En primer término quisiéramos volver a destacar la salida del libro de Rafael Paz Psicoanalizando, que fue presentado el pasado jueves 29 de junio por Ricardo Rodulfo, Carlos Nemirovsky y Daniel Biebel. Si no es el esfuerzo volver sobre esta presentación, es por la importancia del libro que viene a coronar una larguísima trayectoria profesional de Rafael Paz cercana al medio siglo y sumamente comprometida tanto en la clínica como en la transmisión del psicoanálisis, con especial referencia a su dedicación a los colegas más jóvenes.

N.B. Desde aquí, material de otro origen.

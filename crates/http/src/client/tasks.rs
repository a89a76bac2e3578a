//! Employee task client methods

use super::{ApiClient, ClientError};
use crate::types::{TaskStatus, TaskStatusUpdate};
use reqwest::Method;

impl ApiClient {
    /// Change the status of a task assigned to an employee
    ///
    /// Succeeds on any 2xx; the response body is ignored.
    pub async fn update_task_status(
        &self,
        employee_id: &str,
        task_id: &str,
        status: TaskStatus,
    ) -> Result<(), ClientError> {
        self.send_status(
            Method::PATCH,
            &format!("/employee/{employee_id}/tasks/{task_id}"),
            Some(&TaskStatusUpdate { status }),
        )
        .await
    }
}
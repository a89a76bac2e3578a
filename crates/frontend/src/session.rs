//! Session helpers

use crate::ui::Navigator;
use taskdesk_core::{CoreResult, RouteSettings, TokenStore};
use tracing::info;

/// Forget the stored token and return to the login page
///
/// The redirect only happens once the token is gone.
pub async fn logout(
    tokens: &dyn TokenStore,
    navigator: &dyn Navigator,
    routes: &RouteSettings,
) -> CoreResult<()> {
    tokens.clear().await?;
    info!("logged out");
    navigator.redirect(&routes.login);
    Ok(())
}

/// Whether a token is currently stored
pub async fn has_token(tokens: &dyn TokenStore) -> CoreResult<bool> {
    Ok(tokens.get().await?.is_some())
}
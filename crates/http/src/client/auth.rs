//! Authentication API client methods

use super::{ApiClient, ClientError};
use crate::types::{LoginRequest, LoginResponse};
use reqwest::Method;

impl ApiClient {
    /// Exchange credentials for an access token
    ///
    /// Sent without a bearer token. The response must carry a JSON body,
    /// even when it holds no token.
    pub async fn login(&self, request: &LoginRequest) -> Result<LoginResponse, ClientError> {
        let body = self
            .public_request(Method::POST, "/auth/login", Some(request))
            .await?
            .ok_or(ClientError::EmptyResponse)?;
        Ok(serde_json::from_value(body)?)
    }
}
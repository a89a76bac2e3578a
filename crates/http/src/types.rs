//! Request and response types for the Taskdesk API

use serde::{Deserialize, Serialize};
use serde_json::Value as JsonValue;
use std::fmt;
use std::str::FromStr;

/// Login request
#[derive(Debug, Clone, Serialize, Deserialize, PartialEq, Eq)]
pub struct LoginRequest {
    pub email: String,
    pub password: String,
}

/// Login response
///
/// The token is accepted either at the top level or nested under `data`,
/// which is where the backend's documented response schema places it.
#[derive(Debug, Clone, Default, Serialize, Deserialize)]
pub struct LoginResponse {
    #[serde(default, skip_serializing_if = "Option::is_none")]
    pub access_token: Option<String>,
    #[serde(default, skip_serializing_if = "Option::is_none")]
    pub token_type: Option<String>,
    #[serde(default, skip_serializing_if = "Option::is_none")]
    pub message: Option<String>,
    #[serde(default, skip_serializing_if = "Option::is_none")]
    pub data: Option<JsonValue>,
}

impl LoginResponse {
    /// The access token, if the server issued a non-empty one
    pub fn access_token(&self) -> Option<&str> {
        self.access_token
            .as_deref()
            .or_else(|| {
                self.data
                    .as_ref()
                    .and_then(|data| data.get("access_token"))
                    .and_then(JsonValue::as_str)
            })
            .filter(|token| !token.is_empty())
    }
}

/// Task status as understood by the backend
#[derive(Debug, Clone, Copy, Serialize, Deserialize, PartialEq, Eq, Hash)]
pub enum TaskStatus {
    #[serde(rename = "pending")]
    Pending,
    #[serde(rename = "in progress")]
    InProgress,
    #[serde(rename = "completed")]
    Completed,
}

impl TaskStatus {
    /// Wire representation
    pub fn as_str(&self) -> &'static str {
        match self {
            Self::Pending => "pending",
            Self::InProgress => "in progress",
            Self::Completed => "completed",
        }
    }
}

impl fmt::Display for TaskStatus {
    fn fmt(&self, f: &mut fmt::Formatter<'_>) -> fmt::Result {
        f.write_str(self.as_str())
    }
}

impl FromStr for TaskStatus {
    type Err = String;

    fn from_str(s: &str) -> Result<Self, Self::Err> {
        match s.trim().to_ascii_lowercase().as_str() {
            "pending" => Ok(Self::Pending),
            "in progress" | "in_progress" | "in-progress" => Ok(Self::InProgress),
            "completed" => Ok(Self::Completed),
            other => Err(format!(
                "unknown task status {other:?} (expected pending, in_progress or completed)"
            )),
        }
    }
}

/// Body of a task status update
#[derive(Debug, Clone, Serialize, Deserialize)]
pub struct TaskStatusUpdate {
    pub status: TaskStatus,
}

/// Human-readable `detail` of an error body
///
/// Returns `None` when the field is missing, null, false or an empty string.
/// Non-string values (e.g. validation error lists) are rendered as JSON.
pub fn error_detail(body: &JsonValue) -> Option<String> {
    match body.get("detail")? {
        JsonValue::Null | JsonValue::Bool(false) => None,
        JsonValue::String(s) if s.is_empty() => None,
        JsonValue::String(s) => Some(s.clone()),
        other => Some(other.to_string()),
    }
}

#[cfg(test)]
mod tests {
    use super::*;
    use serde_json::json;

    #[test]
    fn test_access_token_top_level() {
        let response: LoginResponse =
            serde_json::from_value(json!({"access_token": "abc", "token_type": "bearer"}))
                .unwrap();
        assert_eq!(response.access_token(), Some("abc"));
    }

    #[test]
    fn test_access_token_nested_under_data() {
        let response: LoginResponse = serde_json::from_value(json!({
            "message": "Login successful",
            "data": {"access_token": "nested", "token_type": "bearer"}
        }))
        .unwrap();
        assert_eq!(response.access_token(), Some("nested"));
    }

    #[test]
    fn test_access_token_absent_or_empty() {
        let response: LoginResponse = serde_json::from_value(json!({
            "message": "Login successful",
            "data": {"email": "a@b.c"}
        }))
        .unwrap();
        assert_eq!(response.access_token(), None);

        let response: LoginResponse =
            serde_json::from_value(json!({"access_token": ""})).unwrap();
        assert_eq!(response.access_token(), None);
    }

    #[test]
    fn test_task_status_wire_format() {
        let body = TaskStatusUpdate {
            status: TaskStatus::InProgress,
        };
        assert_eq!(
            serde_json::to_value(&body).unwrap(),
            json!({"status": "in progress"})
        );
    }

    #[test]
    fn test_task_status_from_str() {
        assert_eq!("in_progress".parse::<TaskStatus>(), Ok(TaskStatus::InProgress));
        assert_eq!("In Progress".parse::<TaskStatus>(), Ok(TaskStatus::InProgress));
        assert_eq!("completed".parse::<TaskStatus>(), Ok(TaskStatus::Completed));
        assert!("done".parse::<TaskStatus>().is_err());
    }

    #[test]
    fn test_error_detail() {
        assert_eq!(
            error_detail(&json!({"detail": "bad creds"})).as_deref(),
            Some("bad creds")
        );
        assert_eq!(error_detail(&json!({"detail": ""})), None);
        assert_eq!(error_detail(&json!({"detail": null})), None);
        assert_eq!(error_detail(&json!({"error": "x"})), None);
        assert_eq!(
            error_detail(&json!({"detail": [{"msg": "field required"}]})).as_deref(),
            Some(r#"[{"msg":"field required"}]"#)
        );
    }
}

El libro es verdaderamente un libro de madurez, sumamente denso y de compleja lectura porque se trata en él de transmitir los matices más finos de una experiencia bien personal, pero que se trasunta tanto en el tratamiento del arsenal conceptual de psicoanálisis como en el tratamiento de diversos materiales clínicos, que hasta incluyen un extraño episodio del análisis personal del autor. Es visible que Paz no cite conceptos desprendidos sino que trabaja los conceptos que ha heredado de un modo singular y notoriamente independiente de cualquier efecto de escuela o de institución. Creemos que la presentación trató de estar a la altura del libro porque en los tres comentarios se evidenció un esfuerzo por pensar, más allá del escenario habitualmente más frívolo y social de la presentación de un libro.

 

En un orden de cosas muy distinto, un gran acontecimiento de este mes es la asunción por parte de Virginia Ungar del cargo de presidenta de la Asociación Psicoanalítica Internacional (IPA). Es fácil quedarse en la referencia al hecho de que es la primera vez que una mujer ejercerá esta presidencia, como es demasiado fácil enorgullecerse porque sea una colega argentina. Mucho más importante y significativo nos parece que Virginia Ungar haya llegado a esa presidencia no por acuerdos políticos secretos sino por un largo recorrido de trabajo institucional de dimensiones internacionales, que la han llevado a recorrer los más diversos lugares del mundo e incluso a fundar instituciones psicoanalíticas allí donde aún no las había. Por otra parte es también mucho más importante destacar que sube a la presidencia con un ambicioso proyecto de ciertas reformas, entre ellas modificar los planes de estudio para jerarquizar un plano más igualitario en psicoanálisis de niños, incorporando las dimensiones teóricas que el mismo ha ido desarrollando a la formación general del psicoanalista, aunque éste no se proponga trabajar en ese campo. Los que conocemos el espesor y la inercia de la burocracia psicoanalítica medimos el esfuerzo que le espera para llevar a cabo un proyecto, la acompañamos y le deseamos la mejor de las suertes.

 

Esta asunción de Virginia Ungar se producirá en el marco del 50º Congreso Internacional de Psicoanálisis titulado Intimidad, que está por celebrarse en la Ciudad de Buenos Aires a fines de este mes. Entre las distintas actividades a realizarse en dicho congreso, señalamos un panel que reúne con el título de La intimidad: ¿Cómo afecta al psicoanálisis la dilución actual de la intimidad que prevalece en nuestros días?, integrado por el Dr. Julio Moreno como Presentador, el Dr. Ricardo Rodulfo y la Lic. Paula Sibilia como Co-Presentadores, y la Lic. Janine Puget como Moderadora.